====== Extracted records ======

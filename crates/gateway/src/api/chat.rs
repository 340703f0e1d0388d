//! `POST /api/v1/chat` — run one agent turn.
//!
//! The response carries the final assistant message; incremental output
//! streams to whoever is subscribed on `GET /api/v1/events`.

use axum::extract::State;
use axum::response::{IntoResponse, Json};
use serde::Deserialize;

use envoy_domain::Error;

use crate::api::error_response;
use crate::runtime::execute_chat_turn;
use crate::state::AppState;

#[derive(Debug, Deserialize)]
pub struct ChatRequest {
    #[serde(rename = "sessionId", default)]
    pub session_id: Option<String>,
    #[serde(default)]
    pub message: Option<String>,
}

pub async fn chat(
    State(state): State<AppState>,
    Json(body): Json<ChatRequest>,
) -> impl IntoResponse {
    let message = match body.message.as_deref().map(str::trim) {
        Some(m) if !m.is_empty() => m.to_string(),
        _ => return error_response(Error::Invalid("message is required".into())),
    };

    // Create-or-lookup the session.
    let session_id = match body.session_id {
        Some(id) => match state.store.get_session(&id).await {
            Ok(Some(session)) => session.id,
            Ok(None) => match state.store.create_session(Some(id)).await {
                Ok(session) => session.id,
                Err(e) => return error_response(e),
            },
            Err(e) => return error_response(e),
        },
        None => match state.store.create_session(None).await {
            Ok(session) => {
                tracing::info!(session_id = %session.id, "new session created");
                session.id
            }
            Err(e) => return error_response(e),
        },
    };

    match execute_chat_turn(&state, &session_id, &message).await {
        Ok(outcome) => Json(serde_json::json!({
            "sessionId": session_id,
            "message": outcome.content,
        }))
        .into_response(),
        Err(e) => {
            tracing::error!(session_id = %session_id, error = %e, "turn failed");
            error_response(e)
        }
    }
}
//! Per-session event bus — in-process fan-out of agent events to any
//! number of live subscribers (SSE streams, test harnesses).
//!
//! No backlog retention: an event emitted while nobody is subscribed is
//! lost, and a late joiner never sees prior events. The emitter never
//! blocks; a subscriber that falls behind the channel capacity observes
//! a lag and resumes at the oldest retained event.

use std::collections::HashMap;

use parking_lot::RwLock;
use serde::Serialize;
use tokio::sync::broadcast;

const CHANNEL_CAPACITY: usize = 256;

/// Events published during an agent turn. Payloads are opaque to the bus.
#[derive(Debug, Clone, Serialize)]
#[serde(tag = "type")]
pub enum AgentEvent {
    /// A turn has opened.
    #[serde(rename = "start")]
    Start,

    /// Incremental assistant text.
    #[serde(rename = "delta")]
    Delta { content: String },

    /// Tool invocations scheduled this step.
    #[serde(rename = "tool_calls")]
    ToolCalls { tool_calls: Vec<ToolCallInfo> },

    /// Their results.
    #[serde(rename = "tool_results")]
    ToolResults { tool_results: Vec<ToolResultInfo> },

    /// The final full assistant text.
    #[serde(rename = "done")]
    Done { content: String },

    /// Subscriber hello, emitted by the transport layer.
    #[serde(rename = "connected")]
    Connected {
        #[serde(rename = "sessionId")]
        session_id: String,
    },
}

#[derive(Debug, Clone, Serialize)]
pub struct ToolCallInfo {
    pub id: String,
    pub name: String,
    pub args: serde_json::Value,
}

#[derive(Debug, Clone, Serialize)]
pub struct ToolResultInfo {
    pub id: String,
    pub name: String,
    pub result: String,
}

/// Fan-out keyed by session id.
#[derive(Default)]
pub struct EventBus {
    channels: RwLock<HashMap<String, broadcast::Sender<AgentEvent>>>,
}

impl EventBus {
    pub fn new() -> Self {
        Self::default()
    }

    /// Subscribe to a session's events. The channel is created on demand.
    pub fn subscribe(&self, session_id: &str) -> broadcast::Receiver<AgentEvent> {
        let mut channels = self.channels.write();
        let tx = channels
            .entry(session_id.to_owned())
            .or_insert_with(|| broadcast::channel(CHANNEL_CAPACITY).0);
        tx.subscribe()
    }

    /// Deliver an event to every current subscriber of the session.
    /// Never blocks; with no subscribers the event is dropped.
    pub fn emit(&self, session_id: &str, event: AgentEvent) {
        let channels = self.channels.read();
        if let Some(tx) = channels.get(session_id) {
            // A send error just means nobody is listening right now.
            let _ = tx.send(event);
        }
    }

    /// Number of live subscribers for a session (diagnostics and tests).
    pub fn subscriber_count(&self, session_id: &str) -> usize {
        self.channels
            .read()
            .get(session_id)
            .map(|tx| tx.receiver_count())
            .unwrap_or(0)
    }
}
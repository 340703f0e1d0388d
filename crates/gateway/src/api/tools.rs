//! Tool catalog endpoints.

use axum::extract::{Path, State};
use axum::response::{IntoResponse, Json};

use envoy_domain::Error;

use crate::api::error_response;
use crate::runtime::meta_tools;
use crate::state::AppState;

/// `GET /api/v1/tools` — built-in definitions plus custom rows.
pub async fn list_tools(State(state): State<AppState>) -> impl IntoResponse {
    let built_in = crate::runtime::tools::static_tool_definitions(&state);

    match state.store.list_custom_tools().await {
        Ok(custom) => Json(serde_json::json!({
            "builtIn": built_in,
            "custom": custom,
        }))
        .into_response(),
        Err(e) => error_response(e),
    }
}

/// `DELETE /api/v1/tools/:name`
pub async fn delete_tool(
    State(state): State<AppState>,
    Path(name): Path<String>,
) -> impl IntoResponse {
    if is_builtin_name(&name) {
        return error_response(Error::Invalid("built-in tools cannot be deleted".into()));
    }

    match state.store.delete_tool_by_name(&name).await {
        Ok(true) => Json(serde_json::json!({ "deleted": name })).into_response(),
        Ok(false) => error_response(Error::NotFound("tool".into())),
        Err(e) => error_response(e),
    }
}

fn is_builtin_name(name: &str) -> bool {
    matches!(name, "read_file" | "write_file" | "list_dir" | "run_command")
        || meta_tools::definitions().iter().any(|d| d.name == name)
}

======
====== Extracted records ======

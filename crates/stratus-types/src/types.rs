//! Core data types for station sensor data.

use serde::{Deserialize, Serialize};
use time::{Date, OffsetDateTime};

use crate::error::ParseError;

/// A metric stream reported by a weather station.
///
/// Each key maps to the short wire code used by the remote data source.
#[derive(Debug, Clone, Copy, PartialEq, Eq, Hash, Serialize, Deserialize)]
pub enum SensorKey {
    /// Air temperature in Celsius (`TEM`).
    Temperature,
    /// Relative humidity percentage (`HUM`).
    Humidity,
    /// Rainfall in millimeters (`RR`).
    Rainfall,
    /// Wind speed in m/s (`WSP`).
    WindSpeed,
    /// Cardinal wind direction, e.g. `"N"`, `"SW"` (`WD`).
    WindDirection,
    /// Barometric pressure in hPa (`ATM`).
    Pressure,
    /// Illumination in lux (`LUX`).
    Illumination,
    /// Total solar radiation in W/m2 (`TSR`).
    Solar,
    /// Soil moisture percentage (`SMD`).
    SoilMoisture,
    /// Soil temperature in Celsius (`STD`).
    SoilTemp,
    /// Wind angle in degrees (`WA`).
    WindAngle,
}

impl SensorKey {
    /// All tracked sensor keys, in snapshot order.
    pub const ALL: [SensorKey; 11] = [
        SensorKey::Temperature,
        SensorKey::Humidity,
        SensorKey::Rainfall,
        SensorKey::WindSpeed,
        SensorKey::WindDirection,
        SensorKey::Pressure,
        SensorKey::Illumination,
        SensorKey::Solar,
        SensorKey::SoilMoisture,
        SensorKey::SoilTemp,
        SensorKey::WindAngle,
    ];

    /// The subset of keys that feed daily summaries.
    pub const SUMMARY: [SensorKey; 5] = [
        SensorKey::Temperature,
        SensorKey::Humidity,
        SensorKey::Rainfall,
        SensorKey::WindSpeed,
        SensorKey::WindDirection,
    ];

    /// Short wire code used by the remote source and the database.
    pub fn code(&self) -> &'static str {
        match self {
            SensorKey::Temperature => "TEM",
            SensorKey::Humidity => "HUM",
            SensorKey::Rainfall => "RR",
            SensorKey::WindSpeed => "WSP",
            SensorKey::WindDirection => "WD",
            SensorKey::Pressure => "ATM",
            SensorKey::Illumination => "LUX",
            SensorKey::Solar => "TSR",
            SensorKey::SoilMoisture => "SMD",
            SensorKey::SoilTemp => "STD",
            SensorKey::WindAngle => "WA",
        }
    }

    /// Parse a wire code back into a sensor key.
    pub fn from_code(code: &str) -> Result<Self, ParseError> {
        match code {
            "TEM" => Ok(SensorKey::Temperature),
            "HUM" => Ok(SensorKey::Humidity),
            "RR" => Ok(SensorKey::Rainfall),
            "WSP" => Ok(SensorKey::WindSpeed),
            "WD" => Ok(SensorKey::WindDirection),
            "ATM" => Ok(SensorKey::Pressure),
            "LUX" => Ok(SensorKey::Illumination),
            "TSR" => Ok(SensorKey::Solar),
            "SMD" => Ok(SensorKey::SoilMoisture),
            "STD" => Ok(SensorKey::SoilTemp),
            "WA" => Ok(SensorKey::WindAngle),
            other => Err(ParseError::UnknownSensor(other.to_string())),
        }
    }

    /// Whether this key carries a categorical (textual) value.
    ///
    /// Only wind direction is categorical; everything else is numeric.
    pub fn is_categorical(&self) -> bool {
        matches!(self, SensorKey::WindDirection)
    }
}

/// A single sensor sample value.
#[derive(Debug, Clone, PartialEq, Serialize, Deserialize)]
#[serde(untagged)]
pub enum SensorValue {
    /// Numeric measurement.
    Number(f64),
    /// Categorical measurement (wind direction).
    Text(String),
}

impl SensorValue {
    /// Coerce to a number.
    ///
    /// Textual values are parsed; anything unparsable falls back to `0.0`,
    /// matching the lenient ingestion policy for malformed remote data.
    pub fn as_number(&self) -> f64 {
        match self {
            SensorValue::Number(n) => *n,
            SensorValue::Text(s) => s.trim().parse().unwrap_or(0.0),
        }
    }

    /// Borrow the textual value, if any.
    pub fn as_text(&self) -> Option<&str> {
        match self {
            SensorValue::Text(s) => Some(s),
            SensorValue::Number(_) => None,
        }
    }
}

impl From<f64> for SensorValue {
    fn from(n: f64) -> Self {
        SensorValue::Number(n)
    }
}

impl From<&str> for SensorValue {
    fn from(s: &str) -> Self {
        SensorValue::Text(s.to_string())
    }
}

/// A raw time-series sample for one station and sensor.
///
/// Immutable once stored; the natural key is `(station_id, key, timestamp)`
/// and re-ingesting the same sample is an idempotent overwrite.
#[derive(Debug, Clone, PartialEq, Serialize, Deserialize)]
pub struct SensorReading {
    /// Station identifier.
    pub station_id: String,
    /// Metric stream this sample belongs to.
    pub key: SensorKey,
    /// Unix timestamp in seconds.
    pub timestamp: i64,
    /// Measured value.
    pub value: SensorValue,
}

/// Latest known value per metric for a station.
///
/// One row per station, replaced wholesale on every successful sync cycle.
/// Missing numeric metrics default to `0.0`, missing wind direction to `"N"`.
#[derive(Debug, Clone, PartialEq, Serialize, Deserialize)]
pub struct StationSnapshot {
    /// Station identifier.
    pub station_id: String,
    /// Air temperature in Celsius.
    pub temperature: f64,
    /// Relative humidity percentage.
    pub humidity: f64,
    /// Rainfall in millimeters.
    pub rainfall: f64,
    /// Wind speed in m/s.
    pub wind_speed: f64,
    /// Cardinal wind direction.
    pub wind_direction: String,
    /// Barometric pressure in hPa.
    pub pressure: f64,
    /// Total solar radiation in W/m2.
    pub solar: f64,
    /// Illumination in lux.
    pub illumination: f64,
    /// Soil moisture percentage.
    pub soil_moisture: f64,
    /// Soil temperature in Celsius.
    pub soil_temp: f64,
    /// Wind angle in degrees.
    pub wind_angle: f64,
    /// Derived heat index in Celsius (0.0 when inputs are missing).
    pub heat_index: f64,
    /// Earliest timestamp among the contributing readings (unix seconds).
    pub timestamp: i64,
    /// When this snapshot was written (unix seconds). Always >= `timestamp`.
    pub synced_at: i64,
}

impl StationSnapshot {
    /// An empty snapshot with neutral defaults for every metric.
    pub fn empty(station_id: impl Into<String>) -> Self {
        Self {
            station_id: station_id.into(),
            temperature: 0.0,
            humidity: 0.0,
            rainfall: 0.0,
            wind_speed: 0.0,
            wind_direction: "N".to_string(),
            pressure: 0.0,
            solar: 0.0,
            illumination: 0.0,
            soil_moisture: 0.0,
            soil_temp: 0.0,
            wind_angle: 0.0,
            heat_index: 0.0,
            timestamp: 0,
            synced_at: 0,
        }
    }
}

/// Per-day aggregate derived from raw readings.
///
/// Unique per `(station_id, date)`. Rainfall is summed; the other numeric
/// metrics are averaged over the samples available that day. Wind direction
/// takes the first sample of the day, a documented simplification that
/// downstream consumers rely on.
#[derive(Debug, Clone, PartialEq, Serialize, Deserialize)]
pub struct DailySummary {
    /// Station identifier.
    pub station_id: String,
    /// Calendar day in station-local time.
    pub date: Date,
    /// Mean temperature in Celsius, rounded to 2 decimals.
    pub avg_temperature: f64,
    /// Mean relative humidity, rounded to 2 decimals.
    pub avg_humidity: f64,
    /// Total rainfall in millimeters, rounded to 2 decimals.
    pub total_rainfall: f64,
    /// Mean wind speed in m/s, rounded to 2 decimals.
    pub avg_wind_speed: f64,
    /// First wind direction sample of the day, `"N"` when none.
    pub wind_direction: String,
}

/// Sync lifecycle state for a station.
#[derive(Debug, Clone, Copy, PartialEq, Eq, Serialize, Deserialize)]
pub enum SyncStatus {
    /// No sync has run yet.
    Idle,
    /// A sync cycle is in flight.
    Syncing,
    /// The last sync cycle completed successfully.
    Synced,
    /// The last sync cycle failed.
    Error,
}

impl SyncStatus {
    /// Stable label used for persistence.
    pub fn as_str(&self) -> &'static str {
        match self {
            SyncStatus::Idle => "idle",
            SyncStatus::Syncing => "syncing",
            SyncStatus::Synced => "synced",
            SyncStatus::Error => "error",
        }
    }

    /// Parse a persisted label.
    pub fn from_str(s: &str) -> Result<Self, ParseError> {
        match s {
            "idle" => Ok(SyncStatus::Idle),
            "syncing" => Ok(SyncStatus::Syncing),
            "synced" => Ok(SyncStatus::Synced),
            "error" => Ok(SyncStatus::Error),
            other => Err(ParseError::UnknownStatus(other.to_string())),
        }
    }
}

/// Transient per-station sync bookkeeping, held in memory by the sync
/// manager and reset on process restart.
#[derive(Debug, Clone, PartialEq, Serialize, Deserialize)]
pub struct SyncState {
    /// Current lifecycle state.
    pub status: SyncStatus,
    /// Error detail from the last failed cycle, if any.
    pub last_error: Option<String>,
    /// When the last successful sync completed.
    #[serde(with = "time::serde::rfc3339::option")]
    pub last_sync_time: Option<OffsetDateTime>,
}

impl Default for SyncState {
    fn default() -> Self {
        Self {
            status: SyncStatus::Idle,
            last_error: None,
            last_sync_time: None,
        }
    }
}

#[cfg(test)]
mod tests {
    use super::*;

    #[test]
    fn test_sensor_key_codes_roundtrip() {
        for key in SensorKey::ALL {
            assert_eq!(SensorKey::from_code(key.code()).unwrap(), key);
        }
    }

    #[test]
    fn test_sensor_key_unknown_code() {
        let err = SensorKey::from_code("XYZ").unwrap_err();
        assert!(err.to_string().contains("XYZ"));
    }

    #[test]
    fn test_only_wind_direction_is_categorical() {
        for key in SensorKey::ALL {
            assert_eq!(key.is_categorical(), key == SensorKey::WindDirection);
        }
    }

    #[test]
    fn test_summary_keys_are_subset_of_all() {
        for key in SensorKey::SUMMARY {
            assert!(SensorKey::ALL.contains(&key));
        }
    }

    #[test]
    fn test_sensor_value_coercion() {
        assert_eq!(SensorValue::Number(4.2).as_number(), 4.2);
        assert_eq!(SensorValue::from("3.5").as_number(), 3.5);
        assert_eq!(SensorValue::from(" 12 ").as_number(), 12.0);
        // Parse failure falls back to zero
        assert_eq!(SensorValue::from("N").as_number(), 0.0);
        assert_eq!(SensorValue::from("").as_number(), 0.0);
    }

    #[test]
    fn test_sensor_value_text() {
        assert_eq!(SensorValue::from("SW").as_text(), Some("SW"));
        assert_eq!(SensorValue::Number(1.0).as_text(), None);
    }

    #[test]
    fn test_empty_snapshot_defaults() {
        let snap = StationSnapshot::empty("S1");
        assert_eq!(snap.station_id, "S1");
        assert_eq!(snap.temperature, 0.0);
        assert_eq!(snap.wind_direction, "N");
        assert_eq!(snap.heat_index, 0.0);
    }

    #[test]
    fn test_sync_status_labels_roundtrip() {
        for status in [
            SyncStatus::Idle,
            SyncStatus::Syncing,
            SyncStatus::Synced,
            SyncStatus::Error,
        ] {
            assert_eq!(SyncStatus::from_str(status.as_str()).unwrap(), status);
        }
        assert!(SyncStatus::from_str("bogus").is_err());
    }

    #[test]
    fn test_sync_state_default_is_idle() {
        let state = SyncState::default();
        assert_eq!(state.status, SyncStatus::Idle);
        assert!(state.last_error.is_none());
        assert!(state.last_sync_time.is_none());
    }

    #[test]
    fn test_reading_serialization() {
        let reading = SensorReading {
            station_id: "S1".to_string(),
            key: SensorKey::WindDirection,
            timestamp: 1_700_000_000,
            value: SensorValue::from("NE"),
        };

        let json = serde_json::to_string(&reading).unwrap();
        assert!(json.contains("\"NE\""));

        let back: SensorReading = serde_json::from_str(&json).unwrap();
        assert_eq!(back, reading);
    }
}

======

Determine how many lines in the listing above hold the word "lifecycle", answering with the number only.

* **Expected answer**
2